Application 18/367,920 is a continuation in part of application No. 17/988,684, filed on Nov. 16, 2022, granted, now 11,842,286.
Claims priority of provisional application 63/280,062, filed on Nov. 16, 2021.
Prior Publication US 2024/0160953 A1, May 16, 2024
Int. Cl. G06F 16/33 (2019.01); G06F 16/31 (2019.01); G06F 16/334 (2025.01); G06N 5/01 (2023.01)

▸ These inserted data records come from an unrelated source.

//! Retry-seed perturbation for reply generation (spec §4.5.1).
//!
//! On a failed intimacy check, the next attempt drops the top strategy
//! weight and boosts the second, nudges the scenario toward "safer"
//! templates, and shrinks the reply-length budget. The target intimacy is
//! never perturbed — only the orchestrator's caller ever changes it.

use chatcoach_prompt::types::{Scenario, StrategyPlan};

pub struct RetrySeed {
    pub plan: StrategyPlan,
    /// Scenario override: SAFE on the second attempt, RECOVERY from the
    /// third attempt onward.
    pub scenario_override: Scenario,
    /// Multiplier applied to the quality tier's `max_reply_tokens` budget.
    pub max_tokens_scale: f32,
}

/// `attempt_number` is the attempt about to run (2, 3, ...); there is no
/// seed for attempt 1, which uses the plan as produced by the planner.
pub fn perturb_for_retry(plan: &StrategyPlan, attempt_number: u32) -> RetrySeed {
    let mut weights = plan.strategy_weights.clone();
    weights.sort_by(|a, b| b.1.partial_cmp(&a.1).unwrap_or(std::cmp::Ordering::Equal));

    if weights.len() >= 2 {
        let top_weight = weights[0].1;
        weights[0].1 = 0.0;
        weights[1].1 = (weights[1].1 + top_weight * 0.5).min(1.0);
    }

    let scenario_override = if attempt_number >= 3 { Scenario::Recovery } else { Scenario::Safe };
    let max_tokens_scale = 0.75_f32.powi(attempt_number.saturating_sub(1) as i32);

    RetrySeed {
        plan: StrategyPlan {
            recommended_scenario: scenario_override,
            strategy_weights: weights,
            avoid_strategies: plan.avoid_strategies.clone(),
        },
        scenario_override,
        max_tokens_scale,
    }
}
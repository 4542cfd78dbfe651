use thiserror::Error;

/// Error taxonomy surfaced by the adapter (spec §4.1, §7).
#[derive(Debug, Error)]
pub enum LlmError {
    #[error("provider {provider} does not support capability {capability}")]
    UnsupportedCapability {
        provider: String,
        capability: String,
    },

    #[error("no provider available in tier {tier:?}")]
    ModelUnavailable { tier: crate::ProviderTier },

    #[error("all provider candidates failed; last error from {last_provider}: {source}")]
    AllProvidersFailed {
        last_provider: String,
        #[source]
        source: anyhow::Error,
    },

    #[error("provider {provider} request timed out")]
    Timeout { provider: String },

    #[error("provider {provider} transport error: {source}")]
    Transport {
        provider: String,
        #[source]
        source: anyhow::Error,
    },
}
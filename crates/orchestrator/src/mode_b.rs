//! Mode B: the merge-step pipeline (spec §4.5 "Mode B — Merge step").
//!
//! A single multimodal call replaces stage (1)+(2)+part of (4): given the
//! image and one prompt, the model must emit a compound JSON carrying
//! `screenshot_parse` (bubbles with bboxes and sender), `conversation_summary`,
//! and `scene`. The pipeline then resumes at stage (3) via
//! [`Orchestrator::resume_from_scene`].

use chatcoach_collab::{DimensionFetcher, ImageDimensions};
use chatcoach_llm::{ImageEncoding, ImageInput, LlmCall, Quality, TaskType};
use chatcoach_prompt::codec::expand_scene_analysis;
use chatcoach_prompt::extract::extract_json;
use chatcoach_prompt::types::{ConversationContext, EmotionState, Message};

use crate::mode_a::{ModeAOutcome, ModeARequest, Orchestrator};

pub struct ModeBRequest {
    pub request_id: String,
    pub session_id: String,
    pub user_id: String,
    pub image_url: String,
    pub image_encoding: ImageEncoding,
    pub image_mime: Option<String>,
    pub trailing_text: Vec<Message>,
    pub target_intimacy: u8,
    /// Real pixel dimensions for this resource, if a prior background fetch
    /// already resolved them; `None` falls back to the 1080x1920 placeholder.
    pub known_dimensions: Option<ImageDimensions>,
}

/// A bbox normalised to `[0,1]` with `x1<=x2`, `y1<=y2` (spec §4.5, §8 property 1).
#[derive(Debug, Clone, Copy, PartialEq)]
pub struct NormalizedBbox {
    pub x1: f64,
    pub y1: f64,
    pub x2: f64,
    pub y2: f64,
}

#[derive(Debug, Clone)]
pub struct ParsedDialog {
    pub position: NormalizedBbox,
    pub text: String,
    pub sender: String,
}

fn normalize_bbox(bbox: &serde_json::Value, dims: ImageDimensions) -> Option<NormalizedBbox> {
    let x1 = bbox["x1"].as_f64()?;
    let y1 = bbox["y1"].as_f64()?;
    let x2 = bbox["x2"].as_f64()?;
    let y2 = bbox["y2"].as_f64()?;

    let clamp01 = |value: f64| value.clamp(0.0, 1.0);
    let (nx1, nx2) = {
        let a = clamp01(x1 / dims.width as f64);
        let b = clamp01(x2 / dims.width as f64);
        (a.min(b), a.max(b))
    };
    let (ny1, ny2) = {
        let a = clamp01(y1 / dims.height as f64);
        let b = clamp01(y2 / dims.height as f64);
        (a.min(b), a.max(b))
    };

    Some(NormalizedBbox { x1: nx1, y1: ny1, x2: nx2, y2: ny2 })
}

impl Orchestrator {
    pub async fn run_mode_b(&self, request: ModeBRequest, dimension_fetcher: &DimensionFetcher) -> ModeAOutcome {
        let dims = request.known_dimensions.unwrap_or_else(ImageDimensions::placeholder);
        if request.known_dimensions.is_none() {
            self.spawn_dimension_fetch(request.image_url.clone(), dimension_fetcher);
        }

        let prompt = format!(
            "Parse this conversation screenshot and analyse the relationship scene in one pass. \
             Respond with JSON only: {{\"screenshot_parse\":{{\"bubbles\":[{{\"bbox\":{{\"x1\":0,\"y1\":0,\"x2\":0,\"y2\":0}},\"text\":\"...\",\"sender\":\"user|talker\"}}]}},\
             \"conversation_summary\":\"...\",\"scene\":{{\"rs\":\"I|P|V|E\",\"sc\":\"S|B|R|C|N\",\"il\":0-100,\"cs\":\"S|B|R|C|N\",\"rc\":\"S|B|R|C|N\",\"st\":[],\"rf\":[]}}}}"
        );

        let mut call = LlmCall::new(TaskType::MergeStep, prompt, Quality::Normal, &request.user_id);
        call = call.with_image(ImageInput {
            data: request.image_url.clone(),
            encoding: request.image_encoding,
            mime: request.image_mime.clone(),
        });

        let llm_result = match self.llm().call(call).await {
            Ok(result) => result,
            Err(err) => {
                tracing::error!(error = %err, request_id = %request.request_id, "merge-step call failed, aborting pipeline attempt");
                return self.exhausted_outcome(ConversationContext::unavailable_default(), None, None);
            }
        };

        let value = match extract_json(&llm_result.text) {
            Ok(value) => value,
            Err(err) => {
                tracing::error!(error = %err, request_id = %request.request_id, "merge-step reply unparseable, aborting pipeline attempt");
                return self.exhausted_outcome(ConversationContext::unavailable_default(), None, None);
            }
        };

        let scene = expand_scene_analysis(&value["scene"]);

        let dialogs: Vec<ParsedDialog> = value["screenshot_parse"]["bubbles"]
            .as_array()
            .into_iter()
            .flatten()
            .filter_map(|bubble| {
                let position = normalize_bbox(&bubble["bbox"], dims)?;
                Some(ParsedDialog {
                    position,
                    text: bubble["text"].as_str().unwrap_or_default().to_string(),
                    sender: bubble["sender"].as_str().unwrap_or("talker").to_string(),
                })
            })
            .collect();

        let mut conversation: Vec<Message> = dialogs
            .iter()
            .enumerate()
            .map(|(i, dialog)| Message {
                id: format!("bubble-{i}"),
                speaker: dialog.sender.clone(),
                content: dialog.text.clone(),
                timestamp: None,
            })
            .collect();
        conversation.extend(request.trailing_text.clone());

        let context = ConversationContext {
            summary: value["conversation_summary"].as_str().unwrap_or_default().to_string(),
            emotion_state: EmotionState::Neutral,
            current_intimacy_level: scene.intimacy_level,
            risk_flags: scene.risk_flags.clone(),
            conversation,
            history_summary: None,
        };

        let mode_a_request = ModeARequest {
            request_id: request.request_id,
            session_id: request.session_id,
            user_id: request.user_id,
            conversation: context.conversation.clone(),
            target_intimacy: request.target_intimacy,
        };

        let mut outcome = self.resume_from_scene(&mode_a_request, context, scene).await;
        outcome.bubble_dialogs = Some(dialogs);
        outcome
    }

    /// Fires a best-effort background fetch for this resource's real
    /// dimensions so a later request can skip the placeholder (spec §4.5
    /// Mode B, §5 "Background ... tasks are detached").
    fn spawn_dimension_fetch(&self, image_url: String, dimension_fetcher: &DimensionFetcher) {
        let fetcher = dimension_fetcher.clone();
        tokio::spawn(async move {
            if let Err(err) = fetcher.fetch(&image_url).await {
                tracing::debug!(error = %err, image_url, "background image dimension fetch failed");
            }
        });
    }
}
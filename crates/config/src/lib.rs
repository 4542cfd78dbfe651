//! The ambient configuration surface (spec §6.5, SPEC_FULL §10.3).
//!
//! `AppConfig` is constructed once at process bootstrap and threaded through
//! explicitly as a value — no module-level singleton.

use std::env;
use std::fs;
use std::path::Path;

use anyhow::Result;
use serde::{Deserialize, Serialize};

#[derive(Debug, Clone, Copy, Serialize, Deserialize, PartialEq, Eq)]
#[serde(rename_all = "lowercase")]
pub enum ImageFormat {
    Url,
    Base64,
}

impl Default for ImageFormat {
    fn default() -> Self {
        ImageFormat::Url
    }
}

#[derive(Debug, Clone, Serialize, Deserialize)]
#[serde(default)]
pub struct ProviderConfig {
    /// Tier-agnostic fallback provider, used when quality routing is
    /// disabled or a call pins neither provider nor model.
    pub default_provider: String,
    pub default_model: String,
    pub disable_quality_routing: bool,
    /// How long a provider stays marked unavailable after a failed call.
    pub cool_off_seconds: u64,
}

impl Default for ProviderConfig {
    fn default() -> Self {
        Self {
            default_provider: "openai-compatible".to_string(),
            default_model: "gpt-4o-mini".to_string(),
            disable_quality_routing: false,
            cool_off_seconds: 60,
        }
    }
}

#[derive(Debug, Clone, Serialize, Deserialize)]
#[serde(default)]
pub struct MultimodalConfig {
    pub image_format: ImageFormat,
    pub image_compress: bool,
}

impl Default for MultimodalConfig {
    fn default() -> Self {
        Self {
            image_format: ImageFormat::Url,
            image_compress: false,
        }
    }
}

#[derive(Debug, Clone, Serialize, Deserialize)]
#[serde(default)]
pub struct OrchestratorConfig {
    /// Mode B (single merge-step call) vs Mode A (classic multi-call pipeline).
    pub use_merge_step: bool,
    pub no_strategy_planner: bool,
    pub max_retries: u32,
    pub timeout_seconds: u64,
    pub cost_limit_usd: f64,
}

impl Default for OrchestratorConfig {
    fn default() -> Self {
        Self {
            use_merge_step: false,
            no_strategy_planner: false,
            max_retries: 3,
            timeout_seconds: 30,
            cost_limit_usd: 0.1,
        }
    }
}

#[derive(Debug, Clone, Serialize, Deserialize)]
#[serde(default)]
pub struct PromptConfig {
    pub use_compact_prompt: bool,
    pub use_compact_v2: bool,
    pub include_reasoning: bool,
    pub log_failed_json_replies: bool,
}

impl Default for PromptConfig {
    fn default() -> Self {
        Self {
            use_compact_prompt: true,
            use_compact_v2: true,
            include_reasoning: false,
            log_failed_json_replies: true,
        }
    }
}

#[derive(Debug, Clone, Serialize, Deserialize)]
#[serde(default)]
pub struct TelemetryConfig {
    pub log_level: String,
}

impl Default for TelemetryConfig {
    fn default() -> Self {
        Self {
            log_level: "info".to_string(),
        }
    }
}

/// CORS/DI/persistence boundary knobs. The core only ever reads
/// `supported_languages`; the rest are opaque pass-through values for the
/// `chatcoach-http` collaborator.
#[derive(Debug, Clone, Serialize, Deserialize)]
#[serde(default)]
pub struct BoundaryConfig {
    pub supported_languages: Vec<String>,
    pub api_prefix: String,
    pub cors_allowed_origins: Vec<String>,
    pub database_url: String,
}

impl Default for BoundaryConfig {
    fn default() -> Self {
        Self {
            supported_languages: vec!["en".to_string(), "zh".to_string()],
            api_prefix: "/api/v1".to_string(),
            cors_allowed_origins: vec![],
            database_url: String::new(),
        }
    }
}

#[derive(Debug, Clone, Serialize, Deserialize)]
#[serde(default)]
pub struct CacheConfig {
    /// `redis://` URL. Empty means in-process only.
    pub redis_url: String,
    pub session_ttl_seconds: u64,
}

impl Default for CacheConfig {
    fn default() -> Self {
        Self {
            redis_url: String::new(),
            session_ttl_seconds: 6 * 60 * 60,
        }
    }
}

#[derive(Debug, Clone, Serialize, Deserialize, Default)]
#[serde(default)]
pub struct AppConfig {
    pub provider: ProviderConfig,
    pub multimodal: MultimodalConfig,
    pub orchestrator: OrchestratorConfig,
    pub prompt: PromptConfig,
    pub telemetry: TelemetryConfig,
    pub boundary: BoundaryConfig,
    pub cache: CacheConfig,
}

impl AppConfig {
    /// Load from a TOML file, falling back to defaults for anything unset or
    /// missing. `V1_SCREENSHOT__BASE_URL` / `V1_LOGGING__LEVEL` are applied
    /// after the file load, matching the v1 collaborator envs in §6.5.
    pub fn load_from(path: impl AsRef<Path>) -> Result<Self> {
        let mut config = Self::default();
        if let Ok(raw) = fs::read_to_string(path) {
            config = toml::from_str(&raw)?;
        }

        if let Ok(url) = env::var("V1_SCREENSHOT__BASE_URL") {
            if !url.is_empty() {
                env::set_var("CHATCOACH_SCREENSHOT_BASE_URL", url);
            }
        }
        if let Ok(level) = env::var("V1_LOGGING__LEVEL") {
            if !level.is_empty() {
                config.telemetry.log_level = level;
            }
        }

        Ok(config)
    }

    pub fn save_to(&self, path: impl AsRef<Path>) -> Result<()> {
        if let Some(parent) = path.as_ref().parent() {
            fs::create_dir_all(parent)?;
        }
        let rendered = toml::to_string_pretty(self)?;
        fs::write(path, rendered)?;
        Ok(())
    }

    pub fn is_language_supported(&self, language: &str) -> bool {
        self.boundary
            .supported_languages
            .iter()
            .any(|l| l.eq_ignore_ascii_case(language))
    }
}

#[cfg(test)]
mod tests {
    use super::*;

    #[test]
    fn defaults_are_sane() {
        let config = AppConfig::default();
        assert_eq!(config.orchestrator.max_retries, 3);
        assert_eq!(config.orchestrator.cost_limit_usd, 0.1);
        assert!(config.is_language_supported("en"));
        assert!(config.is_language_supported("ZH"));
        assert!(!config.is_language_supported("fr"));
    }

    #[test]
    fn round_trips_through_toml() -> Result<()> {
        let dir = tempfile::tempdir()?;
        let path = dir.path().join("config.toml");

        let mut config = AppConfig::default();
        config.orchestrator.max_retries = 5;
        config.provider.default_provider = "acme".to_string();
        config.save_to(&path)?;

        let loaded = AppConfig::load_from(&path)?;
        assert_eq!(loaded.orchestrator.max_retries, 5);
        assert_eq!(loaded.provider.default_provider, "acme");
        Ok(())
    }

    #[test]
    fn missing_file_yields_defaults() -> Result<()> {
        let loaded = AppConfig::load_from("/nonexistent/path/config.toml")?;
        assert_eq!(loaded.orchestrator.max_retries, 3);
        Ok(())
    }
}
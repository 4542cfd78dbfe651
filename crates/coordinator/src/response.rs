//! Response shapes returned by `/predict` (spec §6.1).

use serde::{Deserialize, Serialize};

use crate::request::PredictRequest;

#[derive(Debug, Clone, Serialize, Deserialize)]
pub struct DialogItem {
    /// `[minX, minY, maxX, maxY]`, each in `[0,1]`, `minX<=maxX`, `minY<=maxY`.
    pub position: [f64; 4],
    pub text: String,
    pub speaker: String,
    pub from_user: bool,
}

#[derive(Debug, Clone, Serialize, Deserialize)]
pub struct ImageResult {
    pub content: String,
    pub dialogs: Vec<DialogItem>,
    /// JSON-serialised `SceneAnalysisResult`, or `""` when scene analysis
    /// wasn't requested for this group.
    pub scenario: String,
}

#[derive(Debug, Clone, Serialize, Deserialize)]
pub struct PredictResponse {
    pub success: bool,
    pub message: String,
    pub user_id: String,
    pub request_id: Option<String>,
    pub session_id: String,
    pub scene: u8,
    pub results: Vec<ImageResult>,
    #[serde(skip_serializing_if = "Option::is_none")]
    pub suggested_replies: Option<Vec<String>>,
}

impl PredictResponse {
    pub fn success(request_id: String, request: &PredictRequest) -> Self {
        Self {
            success: true,
            message: "ok".to_string(),
            user_id: request.user_id.clone(),
            request_id: Some(request_id),
            session_id: request.session_id.clone(),
            scene: request.scene,
            results: Vec::new(),
            suggested_replies: None,
        }
    }
}
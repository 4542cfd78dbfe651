//! Drives the six-stage reasoning pipeline with retry, fallback, cost-cap,
//! and merge-step execution modes (spec §4.5, C8).

mod attempt;
mod error;
mod fallback;
mod mode_a;
mod mode_b;
mod qa;
mod retry;

pub use attempt::AttemptState;
pub use error::OrchestratorError;
pub use fallback::{fallback_result, fallback_text};
pub use mode_a::{ModeAOutcome, ModeARequest, Orchestrator};
pub use mode_b::{ModeBRequest, NormalizedBbox, ParsedDialog};
pub use retry::{perturb_for_retry, RetrySeed};
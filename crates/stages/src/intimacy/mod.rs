//! Intimacy Checker (spec §4.7).
//!
//! Pluggable evaluator behind a small trait, mirroring the teacher's `Tool`
//! trait shape (spec + run, implementation swappable). Implementations:
//! a local lexical scorer (preferred when available), an HTTP moderation
//! endpoint (fallback), and a prompt-based LLM scorer (used when a
//! third-party adapter is configured).

mod http;
mod llm;
mod local;

pub use http::HttpModerationEvaluator;
pub use llm::LlmPromptEvaluator;
pub use local::LocalLexicalEvaluator;

use async_trait::async_trait;

use chatcoach_prompt::types::{ConversationContext, IntimacyCheckResult, IntimacyStage, SceneAnalysisResult};

#[derive(Debug, Clone, Copy, PartialEq, Eq)]
pub enum Decision {
    Pass,
    Fail,
}

/// Raw verdict from an evaluator before the stage-boundary decision rule is
/// applied. `per_dimension_levels` are 0-100 intimacy-equivalent levels, one
/// per scored dimension (tone, physical escalation, commitment language, …).
#[derive(Debug, Clone)]
pub struct EvaluatorVerdict {
    pub decision: Decision,
    pub per_dimension_levels: Vec<u8>,
}

#[async_trait]
pub trait IntimacyEvaluator: Send + Sync {
    async fn evaluate(
        &self,
        candidate: &str,
        target_intimacy: u8,
        persona_prompt: &str,
        scene: &SceneAnalysisResult,
        context: &ConversationContext,
    ) -> anyhow::Result<EvaluatorVerdict>;
}

/// Wraps an `IntimacyEvaluator` with the stage-boundary decision rule and
/// the `fail_open` policy (spec §4.7).
pub struct IntimacyChecker {
    evaluator: std::sync::Arc<dyn IntimacyEvaluator>,
    fail_open: bool,
}

impl IntimacyChecker {
    pub fn new(evaluator: std::sync::Arc<dyn IntimacyEvaluator>, fail_open: bool) -> Self {
        Self { evaluator, fail_open }
    }

    /// Pass iff the evaluator returns `Decision::Pass` *and* no per-dimension
    /// score maps to a stage >= 2 above the target intimacy stage. On any
    /// evaluator error, `fail_open` decides the outcome.
    pub async fn check(
        &self,
        candidate: &str,
        target_intimacy: u8,
        persona_prompt: &str,
        scene: &SceneAnalysisResult,
        context: &ConversationContext,
    ) -> IntimacyCheckResult {
        match self.evaluator.evaluate(candidate, target_intimacy, persona_prompt, scene, context).await {
            Ok(verdict) => self.apply_decision_rule(verdict, target_intimacy),
            Err(err) => {
                tracing::warn!(error = %err, fail_open = self.fail_open, "intimacy evaluator unavailable");
                IntimacyCheckResult {
                    passed: self.fail_open,
                    score: if self.fail_open { 1.0 } else { 0.0 },
                    per_dimension_scores: vec![],
                    reason: Some("moderation_unavailable".to_string()),
                }
            }
        }
    }

    fn apply_decision_rule(&self, verdict: EvaluatorVerdict, target_intimacy: u8) -> IntimacyCheckResult {
        let target_stage = IntimacyStage::from_level(target_intimacy).ordinal();

        let per_dimension_scores: Vec<f32> = verdict.per_dimension_levels.iter().map(|&level| level as f32 / 100.0).collect();

        let any_dimension_too_high = verdict
            .per_dimension_levels
            .iter()
            .any(|&level| IntimacyStage::from_level(level).ordinal() - target_stage >= 2);

        let passed = verdict.decision == Decision::Pass && !any_dimension_too_high;
        let score = per_dimension_scores.iter().copied().fold(0.0_f32, f32::max);

        IntimacyCheckResult {
            passed,
            score,
            per_dimension_scores,
            reason: if any_dimension_too_high { Some("dimension_exceeds_target_stage".to_string()) } else { None },
        }
    }
}
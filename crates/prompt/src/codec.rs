//! Compact wire shapes for `SceneAnalysisResult`/`PersonaSnapshot` and the
//! reply payload (spec §3 `CompactReplyPayload`, §4.3 "Compact reply
//! acceptance").

use serde_json::{json, Value};

use crate::schema::{
    pacing_code, pacing_from_str, relationship_state_code, relationship_state_from_str,
    risk_tolerance_code, risk_tolerance_from_str, scenario_code, scenario_from_str,
};
use crate::types::{GenerationOutput, PersonaSnapshot, ReplyCandidate, SceneAnalysisResult};

/// `{"rs": code, "sc": code, "il": u8, "cs": code, "rc": code, "st": [...], "rf": [...]}`.
pub fn compress_scene_analysis(result: &SceneAnalysisResult) -> Value {
    json!({
        "rs": relationship_state_code(result.relationship_state),
        "sc": scenario_code(result.scenario),
        "il": result.intimacy_level,
        "cs": scenario_code(result.current_scenario),
        "rc": scenario_code(result.recommended_scenario),
        "st": result.recommended_strategies,
        "rf": result.risk_flags,
    })
}

pub fn expand_scene_analysis(value: &Value) -> SceneAnalysisResult {
    SceneAnalysisResult {
        relationship_state: relationship_state_from_str(value["rs"].as_str().unwrap_or("")),
        scenario: scenario_from_str(value["sc"].as_str().unwrap_or("")),
        intimacy_level: value["il"].as_u64().unwrap_or(0).min(100) as u8,
        current_scenario: scenario_from_str(value["cs"].as_str().unwrap_or("")),
        recommended_scenario: scenario_from_str(value["rc"].as_str().unwrap_or("")),
        recommended_strategies: string_array(&value["st"]),
        risk_flags: string_array(&value["rf"]),
    }
}

/// `{"st": style, "pc": code, "rt": code, "cf": f32}` (prompt excluded: it is
/// rendered, not round-tripped on the wire).
pub fn compress_persona(persona: &PersonaSnapshot) -> Value {
    json!({
        "st": persona.style,
        "pc": pacing_code(persona.pacing),
        "rt": risk_tolerance_code(persona.risk_tolerance),
        "cf": persona.confidence,
    })
}

pub fn expand_persona(value: &Value, prompt: String) -> PersonaSnapshot {
    PersonaSnapshot {
        style: value["st"].as_str().unwrap_or_default().to_string(),
        pacing: pacing_from_str(value["pc"].as_str().unwrap_or("")),
        risk_tolerance: risk_tolerance_from_str(value["rt"].as_str().unwrap_or("")),
        confidence: value["cf"].as_f64().unwrap_or(0.0) as f32,
        prompt,
    }
}

fn string_array(value: &Value) -> Vec<String> {
    value
        .as_array()
        .map(|items| items.iter().filter_map(|v| v.as_str().map(str::to_string)).collect())
        .unwrap_or_default()
}

/// Accepts both `{"replies":[...],"overall_advice":...}` and
/// `{"r":[...],"adv":...}`. Elements of `r` may be `[text]`,
/// `[text, strategy]`, or `[text, strategy, reasoning]`; missing elements
/// fill with empty strings (spec §4.3 "Compact reply acceptance").
pub fn parse_generation_output(value: &Value) -> Option<GenerationOutput> {
    if let Some(replies) = value.get("replies").and_then(Value::as_array) {
        let replies = replies
            .iter()
            .map(|r| ReplyCandidate {
                text: r["text"].as_str().unwrap_or_default().to_string(),
                strategy_code: r["strategy"].as_str().unwrap_or_default().to_string(),
                reasoning: r["reasoning"].as_str().map(str::to_string),
            })
            .collect();
        let overall_advice = value["overall_advice"].as_str().unwrap_or_default().to_string();
        return Some(GenerationOutput { replies, overall_advice });
    }

    if let Some(compact) = value.get("r").and_then(Value::as_array) {
        let replies = compact
            .iter()
            .filter_map(Value::as_array)
            .map(|fields| ReplyCandidate {
                text: fields.first().and_then(Value::as_str).unwrap_or_default().to_string(),
                strategy_code: fields.get(1).and_then(Value::as_str).unwrap_or_default().to_string(),
                reasoning: fields.get(2).and_then(Value::as_str).map(str::to_string),
            })
            .collect();
        let overall_advice = value["adv"].as_str().unwrap_or_default().to_string();
        return Some(GenerationOutput { replies, overall_advice });
    }

    None
}

/// Writers emit the compact shape by default (spec §3).
pub fn render_compact_generation(output: &GenerationOutput, include_reasoning: bool) -> Value {
    let r: Vec<Value> = output
        .replies
        .iter()
        .map(|reply| {
            if include_reasoning {
                json!([reply.text, reply.strategy_code, reply.reasoning.clone().unwrap_or_default()])
            } else {
                json!([reply.text, reply.strategy_code])
            }
        })
        .collect();
    json!({ "r": r, "adv": output.overall_advice })
}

CPC G06N 5/01 (2023.01) [G06F 16/31 (2019.01); G06F 16/3344 (2019.01)] 20 Claims
OG exemplary drawing
 
3. A method for generating responses to natural-language queries regarding items in unstructured documents, the method comprising:
receiving, at an application instance communicatively coupled to a subscriber computing system of a plurality of subscriber computing systems, a query and a document comprising unstructured data;
performing pre-processing operations on at least a portion of the document comprising the unstructured data, the pre-processing operations comprising generating an optimized model input comprising at least one parsed document section that includes alphanumeric data by:
using a computer vision machine learning model to:
detect a first image in the unstructured data, wherein the first image comprises the alphanumeric data;
generate a bounding box to encapsulate the first image; and
parse, from the first image, a second image comprising the alphanumeric data, the second image defined by the bounding box; and
extracting, by a trained machine learning model, the alphanumeric data from the second image;
identifying, in the unstructured data, a particular image comprising a globally applicable item related to the alphanumeric data;
extracting, from the particular image, the globally applicable item;
generating a searchable data structure comprising the alphanumeric data stored relationally to the globally applicable item; and
for each of the at least one parsed document section and using the searchable data structure,
generating a query response by performing, by a semantic similarity model, a semantic search; and
transmitting the query response to a target application operated or hosted at least in part by the subscriber computing system or a subscriber entity associated with the subscriber computing system.